A défaut de la sobriété, au moins les Allemands se font-ils gloire d’une continence qu’ils se plaisent à opposer à la dissolution des mœurs latines. C’est peut-être la raison pour laquelle la plupart d’entre eux gardent sur ce sujet une discrétion qu’il convient d’imiter et qui fait paraître d’autant plus déplaisantes chez certains (notamment Tanera) d’assez lourdes allusions à de faciles conquêtes, ou même à des avances féminines repoussées. A voir toutefois avec quelle facilité leurs passions se débrident ; lorsqu’ils en trouvent l’occasion, l’on peut se demander s’ils avaient pour les refréner d’autre raison que l’impossibilité de les satisfaire. C’est ce que tendraient à prouver les scènes scandaleuses qui se déroulent au Mans pendant l’occupation prussienne. Un industriel sans scrupules y a installé un café-concert, dont le personnel féminin se recrute dans un milieu facile à deviner, et dont la garnison forme l’unique clientèle. Kretschmann y va faire un tour, poussé par la curiosité, et il en revient chassé par le dégoût : « Les soldats, écrit-il à sa femme, représentaient la partie convenable du public, et les officiers, celle qui ne l’était pas. J’en ai vu un, du 6e hussards, dont les fiançailles venaient d’aboutir assez laborieusement avant la campagne, et qui se comportait d’une façon si malséante que j’en éprouvais de la peine pour sa fiancée. Je me demande où certaines gens laissent leur honneur. Il y avait là également un major marié du même régiment que j’aurais volontiers jeté à la porte[20]. »
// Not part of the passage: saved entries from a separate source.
//! Stopping servers: graceful first, forced after a bounded wait.
//!
//! The PID to signal is resolved from the record store first and the port
//! locator second. Termination is two-phase: a graceful request, a bounded
//! wait polling liveness, then an unconditional kill — with the OS-native
//! force-kill utility as the fallback when direct signaling is denied or
//! unavailable. A target that is already gone counts as a successful stop.

use std::io;
use std::time::Duration;

use anyhow::{bail, Context, Result};
use tokio::time::sleep;
use tracing::{debug, warn};

use crate::locator::{self, PortOwner};
use crate::platform;
use crate::server::{sentinel_owner, ServerName};
use crate::store::RecordStore;

/// Bounded wait after the graceful termination request.
const GRACEFUL_WAIT: Duration = Duration::from_secs(5);
/// Wait after the forced kill before declaring failure.
const KILL_WAIT: Duration = Duration::from_secs(2);
/// Liveness poll interval during both waits.
const POLL_INTERVAL: Duration = Duration::from_millis(100);

/// Result of a stop attempt. Termination failures surface as errors.
#[derive(Debug, Clone, Copy, PartialEq, Eq)]
pub enum StopOutcome {
    /// The process was confirmed dead and its record removed.
    Stopped,
    /// Nothing to stop: no record, no port owner.
    NotRunning,
    /// The record was a sentinel for an external terminal window; it was
    /// cleared, but the window must be closed manually.
    External,
}

/// Stops `name`, escalating from graceful to forced termination.
///
/// With `force` the graceful phase is skipped entirely. The record is deleted
/// only once the process is confirmed dead; if the process survives
/// escalation the record is deliberately kept and an error is returned so the
/// operator is not misled into thinking the server is down.
pub async fn stop(
    name: ServerName,
    port: u16,
    force: bool,
    store: &RecordStore,
) -> Result<StopOutcome> {
    let recorded = store.load(name);
    if let Some(pid) = recorded {
        if sentinel_owner(pid).is_some() {
            store.delete(name);
            return Ok(StopOutcome::External);
        }
    }

    let (pid, had_record) = match recorded {
        Some(pid) => (pid, true),
        None => match locator::find_owner_of_port(port) {
            PortOwner::Owner(pid) => (pid, false),
            PortOwner::Busy => {
                bail!(
                    "port {} is in use but its owning process could not be identified",
                    port
                );
            }
            PortOwner::Free | PortOwner::Unknown => return Ok(StopOutcome::NotRunning),
        },
    };

    if !platform::pid_alive(pid) {
        // Already gone: an idempotent success, not an error.
        store.delete(name);
        return Ok(if had_record {
            StopOutcome::Stopped
        } else {
            StopOutcome::NotRunning
        });
    }

    if !force {
        match platform::send_terminate(pid) {
            Ok(()) => {
                if wait_for_death(pid, GRACEFUL_WAIT).await {
                    store.delete(name);
                    return Ok(StopOutcome::Stopped);
                }
                debug!(server = %name, pid, "graceful wait expired, escalating");
            }
            Err(err) if err.kind() == io::ErrorKind::NotFound => {
                store.delete(name);
                return Ok(StopOutcome::Stopped);
            }
            Err(err) => {
                warn!(server = %name, pid, error = %err, "graceful signal failed, escalating");
            }
        }
    }

    match platform::send_kill(pid) {
        Ok(()) => {}
        Err(err) if err.kind() == io::ErrorKind::NotFound => {
            store.delete(name);
            return Ok(StopOutcome::Stopped);
        }
        Err(err) => {
            // Permission denied or unsupported: fall back to the external
            // force-kill utility.
            debug!(server = %name, pid, error = %err, "direct kill failed, using native force-kill");
            platform::native_force_kill(pid)
                .await
                .with_context(|| format!("failed to force-kill {} (pid {})", name, pid))?;
        }
    }

    if wait_for_death(pid, KILL_WAIT).await {
        store.delete(name);
        return Ok(StopOutcome::Stopped);
    }

    // Record is kept on purpose: the server is still up.
    bail!("{} (pid {}) is still alive after forced termination", name, pid)
}

/// Polls liveness until the process dies or the timeout expires.
async fn wait_for_death(pid: u32, timeout: Duration) -> bool {
    let deadline = tokio::time::Instant::now() + timeout;
    while tokio::time::Instant::now() < deadline {
        if !platform::pid_alive(pid) {
            return true;
        }
        sleep(POLL_INTERVAL).await;
    }
    !platform::pid_alive(pid)
}

#[cfg(test)]
mod tests {
    use super::*;
    use std::net::{Ipv4Addr, TcpListener};
    use tempfile::TempDir;

    fn store() -> (TempDir, RecordStore) {
        let dir = TempDir::new().unwrap();
        let store = RecordStore::new(dir.path().to_path_buf());
        (dir, store)
    }

    fn free_port() -> u16 {
        let listener = TcpListener::bind((Ipv4Addr::LOCALHOST, 0)).unwrap();
        let port = listener.local_addr().unwrap().port();
        drop(listener);
        port
    }

    #[tokio::test]
    async fn stop_with_nothing_to_stop_is_not_running() {
        let (_dir, store) = store();
        for name in ServerName::ALL {
            let outcome = stop(name, free_port(), false, &store).await.unwrap();
            assert_eq!(outcome, StopOutcome::NotRunning);
        }
    }

    #[tokio::test]
    async fn stale_record_counts_as_stopped() {
        let (_dir, store) = store();
        store.save(ServerName::Backend, 999_999_998);
        let outcome = stop(ServerName::Backend, free_port(), false, &store)
            .await
            .unwrap();
        assert_eq!(outcome, StopOutcome::Stopped);
        assert_eq!(store.load(ServerName::Backend), None);
    }

    #[tokio::test]
    async fn sentinel_record_is_cleared_not_signaled() {
        let (_dir, store) = store();
        store.save(ServerName::Dashboard, ServerName::Dashboard.sentinel_pid());
        let outcome = stop(ServerName::Dashboard, free_port(), false, &store)
            .await
            .unwrap();
        assert_eq!(outcome, StopOutcome::External);
        assert_eq!(store.load(ServerName::Dashboard), None);
    }

    /// Spawns a shell command and hands its reaping to a background task, the
    /// way a real stop target is reaped by its own parent: without this a
    /// killed test child lingers as a zombie and still probes as alive.
    #[cfg(unix)]
    fn spawn_target(script: &str) -> (u32, tokio::task::JoinHandle<()>) {
        let mut child = tokio::process::Command::new("sh")
            .args(["-c", script])
            .spawn()
            .expect("failed to spawn test target");
        let pid = child.id().unwrap();
        let reaper = tokio::spawn(async move {
            let _ = child.wait().await;
        });
        (pid, reaper)
    }

    #[tokio::test]
    #[cfg(unix)]
    async fn graceful_stop_terminates_recorded_process() {
        let (_dir, store) = store();
        let (pid, reaper) = spawn_target("exec sleep 30");
        store.save(ServerName::Backend, pid);

        let outcome = stop(ServerName::Backend, free_port(), false, &store)
            .await
            .unwrap();
        assert_eq!(outcome, StopOutcome::Stopped);
        assert_eq!(store.load(ServerName::Backend), None);

        reaper.await.unwrap();
        assert!(!platform::pid_alive(pid));
    }

    #[tokio::test]
    #[cfg(unix)]
    async fn stop_escalates_when_graceful_signal_is_ignored() {
        let (_dir, store) = store();
        // The ignored-TERM disposition survives exec, so the target must be
        // force-killed.
        let (pid, reaper) = spawn_target("trap '' TERM; exec sleep 30");
        store.save(ServerName::Frontend, pid);

        let outcome = stop(ServerName::Frontend, free_port(), false, &store)
            .await
            .unwrap();
        assert_eq!(outcome, StopOutcome::Stopped);
        assert_eq!(store.load(ServerName::Frontend), None);

        reaper.await.unwrap();
        assert!(!platform::pid_alive(pid));
    }

    #[tokio::test]
    #[cfg(unix)]
    async fn force_stop_skips_the_graceful_phase() {
        let (_dir, store) = store();
        let (pid, reaper) = spawn_target("exec sleep 30");
        store.save(ServerName::Backend, pid);

        let started = std::time::Instant::now();
        let outcome = stop(ServerName::Backend, free_port(), true, &store)
            .await
            .unwrap();
        assert_eq!(outcome, StopOutcome::Stopped);
        // No 5-second graceful wait in the forced path.
        assert!(started.elapsed() < GRACEFUL_WAIT);

        reaper.await.unwrap();
    }
}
Les auteurs de mémoires militaires semblent avoir apporté le même soin à se taire sur les innombrables actes de dévastation et de pillage qui signalaient partout le passage de leur armée. La crainte de justifier une réputation trop bien établie leur a imposé à cet égard une consigne de silence dont ils se sont rarement départis, et qui a été observée jusqu’à nos jours. On se rappelle l’accès de pudeur indignée que suscita, dans le public allemand, la lettre d’un général français qui, lors du premier jubilé de la guerre (1895), racontait dans le Figaro comment son château avait été déménagé par des officiers de la Garde. Mais il n’est pas de dénégations qui résistent à l’évidence, ni de secrets qui puissent être gardés par des milliers de personnes. Il suffit de quelques aveux significatifs pour faire tomber les unes et éclater les autres. On n’a pas à chercher longtemps pour en trouver. Kretschmann, passant devant le charmant château de Moncel, près Metz, raconte l’avoir vu « très vandaliquement dévasté » par les soldats, sous prétexte que le propriétaire en était absent[21]. Plus tard il s’écriera, au spectacle de la rapacité croissante de ses compatriotes : « Je vois venir le moment où nous ferons la guerre pour de l’argent, comme de vrais lansquenets ! » Qu’ajouter enfin à l’éloquente description qu’il nous laisse de Sens, visitée avant lui par les Hessois ! « J’ai trouvé la ville incroyablement saccagée par nos frères d’armes. Deux officiers ayant rencontré dans la rue un civil à cheval, le firent descendre de sa monture, dont l’un s’est emparé, tandis que l’autre prenait la selle. Un officier d’état-major voulait faire ouvrir une armoire par son hôte, qui disait n’en pas avoir la clef ; comme celui-ci cherchait à l’empêcher de la forcer, il répondit à ses observations en l’étendant raide mort. De pareilles scènes vous dégoûtent de la guerre. J’ai dû expliquer aux habitans stupéfaits la différence qu’il y avait à cet égard entre Prussiens et Hessois. » La consolation était mince, et la différence minime. Lorsqu’elles parurent dans la première édition de l’ouvrage, ces révélations semblèrent tellement intempestives que l’éditeur se crut obligé, dans la seconde, de les remplacer par une ligne de points : précaution bien inutile, puisqu’elles sont confirmées par le témoignage autorisé de Wilmowski[22].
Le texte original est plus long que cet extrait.